*Record set*:
####
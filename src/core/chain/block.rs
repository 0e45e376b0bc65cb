// Copyright (c) 2026 Amunchain
// Licensed under the Apache License, Version 2.0 (the "License");
// you may not use this file except in compliance with the License.
// You may obtain a copy of the License at
//     http://www.apache.org/licenses/LICENSE-2.0
// Unless required by applicable law or agreed to in writing, software
// distributed under the License is distributed on an "AS IS" BASIS,
// WITHOUT WARRANTIES OR CONDITIONS OF ANY KIND, either express or implied.
// See the License for the specific language governing permissions and
// limitations under the License.

#![forbid(unsafe_code)]
#![warn(missing_docs)]

//! Immutable block: header plus ordered transactions, coinbase first.
//!
//! Header wire layout (little-endian):
//! kind(1) | version(4) | timestamp(8) | previous block id(8) | previous block hash(32)
//! | previous key block id(8) | base target(8) | work bits(4) | nonce(8)
//! | generator public key(32) | generation sequence(32) | transactions root(32)
//! | forgers root(32) | payload length(4) | total amount(8) | total fee(8)
//! | total reward(8) | signature(64)
//!
//! Block bytes are the header followed by a u32 count and u32-length-prefixed transactions.
//! `hash = SHA-256(header)`, `id` = first 8 bytes of the hash. The signature and the
//! proof of work both cover the header with a zero signature.

use serde::{Deserialize, Serialize};

use crate::core::params::{
    MAX_NUMBER_OF_KEY_TRANSACTIONS, MAX_NUMBER_OF_POS_TRANSACTIONS, MAX_TRANSACTION_BYTES,
};
use crate::core::security::crypto::{sha256, sha256d, verify, CryptoError, SecretPhrase};
use crate::core::state::merkle::transactions_root;
use crate::core::tx::appendix::Attachment;
use crate::core::tx::transaction::Transaction;
use crate::core::types::{ByteReader, ByteWriter, CodecError, FullId, PublicKey, Signature, H256};

use super::target::meets_target;

/// Serialized header length.
pub const HEADER_BYTES: usize = 301;

/// Which of the two interleaved block kinds.
#[derive(Clone, Copy, Debug, PartialEq, Eq, Hash, Serialize, Deserialize)]
#[serde(rename_all = "lowercase")]
pub enum BlockKind {
    /// Stake-forged block.
    Pos,
    /// Proof-of-work block.
    Key,
}

impl BlockKind {
    /// Wire code.
    pub fn code(self) -> u8 {
        match self {
            BlockKind::Pos => 0,
            BlockKind::Key => 1,
        }
    }

    /// Parse a wire code.
    pub fn from_code(code: u8) -> Option<Self> {
        match code {
            0 => Some(BlockKind::Pos),
            1 => Some(BlockKind::Key),
            _ => None,
        }
    }

    /// Transaction count limit.
    pub fn max_transactions(self) -> usize {
        match self {
            BlockKind::Pos => MAX_NUMBER_OF_POS_TRANSACTIONS,
            BlockKind::Key => MAX_NUMBER_OF_KEY_TRANSACTIONS,
        }
    }
}

/// Block header.
#[derive(Clone, Debug, PartialEq, Eq, Serialize, Deserialize)]
#[serde(rename_all = "camelCase")]
pub struct BlockHeader {
    /// Kind.
    pub kind: BlockKind,
    /// Protocol version.
    pub version: u32,
    /// Epoch seconds.
    pub timestamp: u64,
    /// Id of the previous block of either kind.
    pub previous_block_id: u64,
    /// Hash of the previous block's header.
    pub previous_block_hash: H256,
    /// Id of the last key block before this one (0 if none).
    pub previous_key_block_id: u64,
    /// Stake target; key blocks carry the previous block's value.
    pub base_target: u64,
    /// Compact work target; PoS blocks carry the previous block's value.
    pub bits: u32,
    /// Proof-of-work nonce; zero for PoS blocks.
    pub nonce: u64,
    /// Generator.
    pub generator_public_key: PublicKey,
    /// `SHA-256(previous generation sequence || generator public key)`.
    pub generation_sequence: H256,
    /// Merkle root over transaction full hashes.
    pub transactions_root: H256,
    /// Pinned forger-eligibility root (key blocks from the fixation height on).
    pub forgers_root: H256,
    /// Sum of transaction sizes.
    pub payload_length: u32,
    /// Sum of non-coinbase amounts.
    pub total_amount: i64,
    /// Sum of non-coinbase fees.
    pub total_fee: i64,
    /// Total paid by the coinbase.
    pub total_reward: i64,
    /// Generator signature.
    pub signature: Signature,
}

impl BlockHeader {
    fn encode(&self, with_signature: bool) -> Vec<u8> {
        let mut w = ByteWriter::with_capacity(HEADER_BYTES);
        w.put_u8(self.kind.code());
        w.put_u32(self.version);
        w.put_u64(self.timestamp);
        w.put_u64(self.previous_block_id);
        w.put_bytes(self.previous_block_hash.as_bytes());
        w.put_u64(self.previous_key_block_id);
        w.put_u64(self.base_target);
        w.put_u32(self.bits);
        w.put_u64(self.nonce);
        w.put_bytes(self.generator_public_key.as_bytes());
        w.put_bytes(self.generation_sequence.as_bytes());
        w.put_bytes(self.transactions_root.as_bytes());
        w.put_bytes(self.forgers_root.as_bytes());
        w.put_u32(self.payload_length);
        w.put_i64(self.total_amount);
        w.put_i64(self.total_fee);
        w.put_i64(self.total_reward);
        if with_signature {
            w.put_bytes(self.signature.as_bytes());
        } else {
            w.put_bytes(Signature::ZERO.as_bytes());
        }
        w.into_bytes()
    }

    fn decode(r: &mut ByteReader<'_>) -> Result<Self, CodecError> {
        let kind = BlockKind::from_code(r.get_u8()?).ok_or(CodecError::Invalid("block kind"))?;
        Ok(Self {
            kind,
            version: r.get_u32()?,
            timestamp: r.get_u64()?,
            previous_block_id: r.get_u64()?,
            previous_block_hash: H256::from_bytes(r.get_array()?),
            previous_key_block_id: r.get_u64()?,
            base_target: r.get_u64()?,
            bits: r.get_u32()?,
            nonce: r.get_u64()?,
            generator_public_key: PublicKey::from_bytes(r.get_array()?),
            generation_sequence: H256::from_bytes(r.get_array()?),
            transactions_root: H256::from_bytes(r.get_array()?),
            forgers_root: H256::from_bytes(r.get_array()?),
            payload_length: r.get_u32()?,
            total_amount: r.get_i64()?,
            total_fee: r.get_i64()?,
            total_reward: r.get_i64()?,
            signature: Signature::from_bytes(r.get_array()?),
        })
    }

    /// Header bytes.
    pub fn bytes(&self) -> Vec<u8> {
        self.encode(true)
    }

    /// Bytes covered by the signature and the proof of work.
    pub fn unsigned_bytes(&self) -> Vec<u8> {
        self.encode(false)
    }

    /// Double SHA-256 of the unsigned header.
    pub fn pow_hash(&self) -> [u8; 32] {
        sha256d(&self.unsigned_bytes())
    }

    /// Generator account.
    pub fn generator_id(&self) -> FullId {
        FullId::from_public_key(&self.generator_public_key)
    }

    /// Fill the transaction-derived fields from `transactions` (coinbase first).
    pub fn seal(&mut self, transactions: &[Transaction]) {
        let hashes: Vec<H256> = transactions.iter().map(|t| t.full_hash()).collect();
        self.transactions_root = transactions_root(&hashes);
        self.payload_length = payload_length(transactions);
        let (amount, fee, reward) = totals(transactions);
        self.total_amount = amount;
        self.total_fee = fee;
        self.total_reward = reward;
    }

    /// Search nonces from the current one; true once the header meets its work target.
    pub fn mine(&mut self, max_attempts: u64) -> bool {
        for _ in 0..max_attempts {
            if meets_target(&self.pow_hash(), self.bits) {
                return true;
            }
            self.nonce = self.nonce.wrapping_add(1);
        }
        false
    }
}

/// Sum of transaction sizes.
pub fn payload_length(transactions: &[Transaction]) -> u32 {
    let total: usize = transactions.iter().map(|t| t.size()).sum();
    u32::try_from(total).unwrap_or(u32::MAX)
}

/// (amount, fee, coinbase payout) of a transaction list.
pub fn totals(transactions: &[Transaction]) -> (i64, i64, i64) {
    let mut amount = 0i64;
    let mut fee = 0i64;
    let mut reward = 0i64;
    for tx in transactions {
        if tx.kind().is_coinbase() {
            if let Attachment::Coinbase { recipients } = tx.attachment() {
                reward = recipients.values().fold(reward, |acc, v| acc.saturating_add(*v));
            }
        } else {
            amount = amount.saturating_add(tx.amount());
            fee = fee.saturating_add(tx.fee());
        }
    }
    (amount, fee, reward)
}

/// A block with its identity fixed at construction.
#[derive(Clone, Debug, PartialEq, Eq, Serialize, Deserialize)]
#[serde(into = "BlockJson", try_from = "BlockJson")]
pub struct Block {
    header: BlockHeader,
    transactions: Vec<Transaction>,
    id: u64,
    hash: H256,
}

impl Block {
    /// Assemble a block from a finished header.
    pub fn new(header: BlockHeader, transactions: Vec<Transaction>) -> Self {
        let hash = H256::from_bytes(sha256(&header.bytes()));
        Self {
            id: hash.id_prefix(),
            hash,
            header,
            transactions,
        }
    }

    /// Seal `header` over `transactions`, sign it with `secret` and assemble.
    pub fn forge(
        mut header: BlockHeader,
        transactions: Vec<Transaction>,
        secret: &SecretPhrase,
    ) -> Result<Self, CryptoError> {
        header.generator_public_key = secret.public_key()?;
        header.seal(&transactions);
        Self::sign_sealed(header, transactions, secret)
    }

    /// Sign an already sealed (and, for key blocks, mined) header.
    pub fn sign_sealed(
        mut header: BlockHeader,
        transactions: Vec<Transaction>,
        secret: &SecretPhrase,
    ) -> Result<Self, CryptoError> {
        header.signature = secret.sign(&header.unsigned_bytes())?;
        Ok(Self::new(header, transactions))
    }

    /// Parse wire bytes.
    pub fn parse(bytes: &[u8]) -> Result<Self, CodecError> {
        let mut r = ByteReader::new(bytes);
        let header = BlockHeader::decode(&mut r)?;
        let count = r.get_u32()? as usize;
        if count > header.kind.max_transactions() {
            return Err(CodecError::TooLarge);
        }
        let mut transactions = Vec::with_capacity(count);
        for _ in 0..count {
            let raw = r.get_blob(MAX_TRANSACTION_BYTES)?;
            transactions.push(Transaction::parse(&raw)?);
        }
        r.finish()?;
        Ok(Self::new(header, transactions))
    }

    /// Wire bytes.
    pub fn bytes(&self) -> Vec<u8> {
        let mut w = ByteWriter::with_capacity(HEADER_BYTES + 4 + self.header.payload_length as usize);
        w.put_bytes(&self.header.bytes());
        w.put_u32(self.transactions.len() as u32);
        for tx in &self.transactions {
            w.put_blob(&tx.bytes());
        }
        w.into_bytes()
    }

    /// JSON mirror.
    pub fn to_json(&self) -> Result<String, CodecError> {
        serde_json::to_string(self).map_err(|_| CodecError::Serialize)
    }

    /// Parse the JSON mirror.
    pub fn from_json(s: &str) -> Result<Self, CodecError> {
        serde_json::from_str(s).map_err(|_| CodecError::Deserialize)
    }

    /// Generator signature check.
    pub fn verify_signature(&self) -> bool {
        verify(
            &self.header.signature,
            &self.header.unsigned_bytes(),
            &self.header.generator_public_key,
        )
    }

    /// Id.
    pub fn id(&self) -> u64 {
        self.id
    }

    /// Header hash.
    pub fn hash(&self) -> H256 {
        self.hash
    }

    /// Header.
    pub fn header(&self) -> &BlockHeader {
        &self.header
    }

    /// Kind.
    pub fn kind(&self) -> BlockKind {
        self.header.kind
    }

    /// Timestamp.
    pub fn timestamp(&self) -> u64 {
        self.header.timestamp
    }

    /// Previous block id.
    pub fn previous_block_id(&self) -> u64 {
        self.header.previous_block_id
    }

    /// Generator account.
    pub fn generator_id(&self) -> FullId {
        self.header.generator_id()
    }

    /// Transactions, coinbase first.
    pub fn transactions(&self) -> &[Transaction] {
        &self.transactions
    }

    /// The coinbase, if the block has one in first position.
    pub fn coinbase(&self) -> Option<&Transaction> {
        self.transactions.first().filter(|t| t.kind().is_coinbase())
    }
}

#[derive(Serialize, Deserialize)]
#[serde(rename_all = "camelCase")]
struct BlockJson {
    header: BlockHeader,
    transactions: Vec<Transaction>,
}

impl From<Block> for BlockJson {
    fn from(b: Block) -> Self {
        Self {
            header: b.header,
            transactions: b.transactions,
        }
    }
}

impl TryFrom<BlockJson> for Block {
    type Error = CodecError;

    fn try_from(j: BlockJson) -> Result<Self, Self::Error> {
        if j.transactions.len() > j.header.kind.max_transactions() {
            return Err(CodecError::TooLarge);
        }
        Ok(Block::new(j.header, j.transactions))
    }
}

#[cfg(test)]
pub(crate) mod testutil {
    use super::*;
    use crate::core::params::{INITIAL_BASE_TARGET, MAX_WORK_TARGET_BITS};

    /// Header template with every content field zeroed.
    pub fn header(kind: BlockKind, timestamp: u64) -> BlockHeader {
        BlockHeader {
            kind,
            version: 1,
            timestamp,
            previous_block_id: 7,
            previous_block_hash: H256::from_bytes([7; 32]),
            previous_key_block_id: 0,
            base_target: INITIAL_BASE_TARGET,
            bits: MAX_WORK_TARGET_BITS,
            nonce: 0,
            generator_public_key: PublicKey::ZERO,
            generation_sequence: H256::ZERO,
            transactions_root: H256::ZERO,
            forgers_root: H256::ZERO,
            payload_length: 0,
            total_amount: 0,
            total_fee: 0,
            total_reward: 0,
            signature: Signature::ZERO,
        }
    }
}

#[cfg(test)]
mod tests {
    use super::testutil::header;
    use super::*;
    use crate::core::params::ONE_COIN;
    use crate::core::tx::coinbase::build_coinbase_for;
    use std::collections::BTreeMap;

    fn block(kind: BlockKind) -> Block {
        let secret = SecretPhrase::new("block generator");
        let me = FullId::from_public_key(&secret.public_key().unwrap());
        let cb = build_coinbase_for(&secret, BTreeMap::from([(me, 5 * ONE_COIN)]), 50).unwrap();
        Block::forge(header(kind, 50), vec![cb], &secret).unwrap()
    }

    #[test]
    fn wire_and_json_forms_agree() {
        let b = block(BlockKind::Pos);
        assert_eq!(b.header().bytes().len(), HEADER_BYTES);
        let parsed = Block::parse(&b.bytes()).unwrap();
        assert_eq!(parsed, b);
        let json = b.to_json().unwrap();
        assert_eq!(Block::from_json(&json).unwrap().bytes(), b.bytes());
        assert_eq!(b.header().total_reward, 5 * ONE_COIN);
        assert!(b.coinbase().is_some());
    }

    #[test]
    fn tampering_breaks_signature_and_identity() {
        let b = block(BlockKind::Pos);
        assert!(b.verify_signature());
        let mut h = b.header().clone();
        h.timestamp += 1;
        let forged = Block::new(h, b.transactions().to_vec());
        assert!(!forged.verify_signature());
        assert_ne!(forged.id(), b.id());
    }

    #[test]
    fn easiest_target_is_mined_quickly() {
        let mut h = header(BlockKind::Key, 10);
        assert!(h.mine(10_000));
        assert!(meets_target(&h.pow_hash(), h.bits));
    }

    #[test]
    fn unknown_kind_and_trailing_bytes_are_rejected() {
        let b = block(BlockKind::Key);
        let mut bytes = b.bytes();
        bytes.push(0);
        assert_eq!(Block::parse(&bytes), Err(CodecError::TrailingBytes));
        let mut bytes = b.bytes();
        bytes[0] = 9;
        assert_eq!(Block::parse(&bytes), Err(CodecError::Invalid("block kind")));
    }
}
####
Extract every line of the records above that contains the word "SecretPhrase".

*Exercise output*:
use crate::core::security::crypto::{sha256, sha256d, verify, CryptoError, SecretPhrase};
        secret: &SecretPhrase,
        secret: &SecretPhrase,
        let secret = SecretPhrase::new("block generator");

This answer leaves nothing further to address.